Topswara.com -- Hampir luput dari pengamatan kita bahwa di penghujung Januari 2024 Kementerian Keuangan selanjutnya disebut Kemenkeu yang mewakili Pemerintah Pusat melakukan program penyerapan dana masyarakat melalui penerbitan dan penawaran Surat Berharga Negara selanjutnya disebut SBN yang bernilai Rp. 666,4 triliun dengan masa penawaran dimulai 29 Januari sampai dengan 22 Februari 2024.
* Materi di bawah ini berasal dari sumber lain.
//! C5: frequency-shift generator, ported from `ApplyFrequencyShift` in
//! `gps_correlator.cpp`. Multiplies a sequence by a unit-magnitude complex
//! exponential of rate `k = f/Fs`, taking the phase accumulator `mod 2*PI`
//! at every step to bound drift over long blocks.

use crate::constants::PI;
use rustfft::num_complex::Complex64;

/// `y[i] = x[i] * exp(j*theta_i)`, `theta_0 = 0`, `theta_{i+1} = (theta_i +
/// 2*PI*k) mod 2*PI`.
pub fn shift_into(x: &[Complex64], k: f64, y: &mut [Complex64]) {
    assert_eq!(x.len(), y.len());

    let step = 2.0 * PI * k;
    let mut theta = 0.0f64;
    for i in 0..x.len() {
        let osc = Complex64::new(theta.cos(), theta.sin());
        y[i] = x[i] * osc;
        theta = (theta + step).rem_euclid(2.0 * PI);
    }
}

#[cfg(test)]
mod tests {
    use super::*;

    #[test]
    fn unit_magnitude_carrier() {
        let n = 4000;
        let x = vec![Complex64::new(1.0, 0.0); n];
        let mut y = vec![Complex64::new(0.0, 0.0); n];

        for &k in &[0.0, 1e-3, 500.0 / 2_000_000.0, -6000.0 / 2_048_000.0] {
            shift_into(&x, k, &mut y);
            for (i, v) in y.iter().enumerate() {
                assert!(
                    (v.norm() - 1.0).abs() < 1e-5,
                    "k={k} i={i} norm={}",
                    v.norm()
                );
            }
        }
    }

    #[test]
    fn zero_shift_is_identity() {
        let n = 10;
        let x: Vec<Complex64> = (0..n).map(|i| Complex64::new(i as f64, -(i as f64))).collect();
        let mut y = vec![Complex64::new(0.0, 0.0); n];
        shift_into(&x, 0.0, &mut y);
        for i in 0..n {
            assert!((y[i] - x[i]).norm() < 1e-12);
        }
    }
}
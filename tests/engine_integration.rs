//! Engine-level integration scenarios (spec.md §8 S1, S4).

use rand::Rng;
use rustfft::num_complex::Complex64;

use gps_acq::engine::AcquisitionEngine;

#[test]
fn ten_blocks_of_noise_with_always_correlate() {
    let mut engine = AcquisitionEngine::new(2_048_000, 1000, 6000).unwrap();
    engine.set_always_correlate(true);

    let mut rng = rand::thread_rng();

    for _ in 0..10 {
        let mut block = engine.alloc_block();
        for v in block.as_mut_slice().iter_mut() {
            *v = Complex64::new(rng.gen_range(-1.0..1.0), rng.gen_range(-1.0..1.0));
        }
        engine.process(&block);
    }

    assert_eq!(engine.total_blocks(), 10);
    for prn_id in 0..engine.num_prns() {
        let corr = engine.correlator(prn_id);
        assert_eq!(corr.histogram_total_pushed(), 10);
        assert!(corr.mode_bin() < corr.num_bins());
    }
}

#[test]
fn block_size_matches_fs_over_fcode() {
    let engine = AcquisitionEngine::new(2_048_000, 1000, 6000).unwrap();
    assert_eq!(engine.block_size(), 2048);
}

#[test]
fn non_multiple_sample_rate_still_processes() {
    // spec.md §3: warning issued if Fs is not a multiple of Fcode, but
    // processing still proceeds.
    let mut engine = AcquisitionEngine::new(2_048_001, 1000, 6000).unwrap();
    assert_eq!(engine.block_size(), 2048);

    let zero_block = engine.alloc_block();
    engine.trigger(0, 1);
    engine.process(&zero_block);
    assert_eq!(engine.total_blocks(), 1);
}
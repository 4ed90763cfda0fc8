use std::collections::{BTreeSet, HashMap, HashSet};

use crate::network::GateId;

/// A cut: an unordered set of gate identifiers
///
/// Equality is set equality; the ordered representation keeps hashing
/// order-independent and iteration deterministic.
pub type Cut = BTreeSet<GateId>;

/// The cuts of a single gate
pub type Cuts = HashSet<Cut>;

/// Per-gate cut sets produced by an enumeration pass
///
/// Within the set of one gate no two cuts are in a subset relation
/// (see [`find_cuts`](crate::cuts::find_cuts)), except in legacy mode.
#[derive(Debug, Clone, Default)]
pub struct CutStorage {
    /// Mapping from each enumerated gate to its cuts
    pub cuts: HashMap<GateId, Cuts>,
}

impl CutStorage {
    /// Create an empty storage
    pub fn new() -> CutStorage {
        CutStorage::default()
    }

    /// Cuts of one gate, if enumerated
    pub fn cuts_of(&self, gate: GateId) -> Option<&Cuts> {
        self.cuts.get(&gate)
    }

    /// Total number of stored cuts
    pub fn n_cuts(&self) -> usize {
        self.cuts.values().map(|c| c.len()).sum()
    }
}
Sementara SBN yang diluncurkan di tahun 2023 sebesar 298,6 triliun, mengalami peningkatan signifikan lebih dari 100 persen. Bagi pemerintah ini adalah rencana tambahan utang untuk menutup defisit Anggaran Pendapatan Belanja Negara 2024 selanjutnya disebut APBN yang diperkirakan meningkat menjadi 2,29 persen (maksimal 3 persen sesuai UU Keuangan Negara) dari nilai Produk Domestik Bruto dengan nilai defisit Rp. 598,2 triliun sementara untuk tahun 2023 defisit sebesar 2,27 persen dengan nilai Rp. 522 triliun.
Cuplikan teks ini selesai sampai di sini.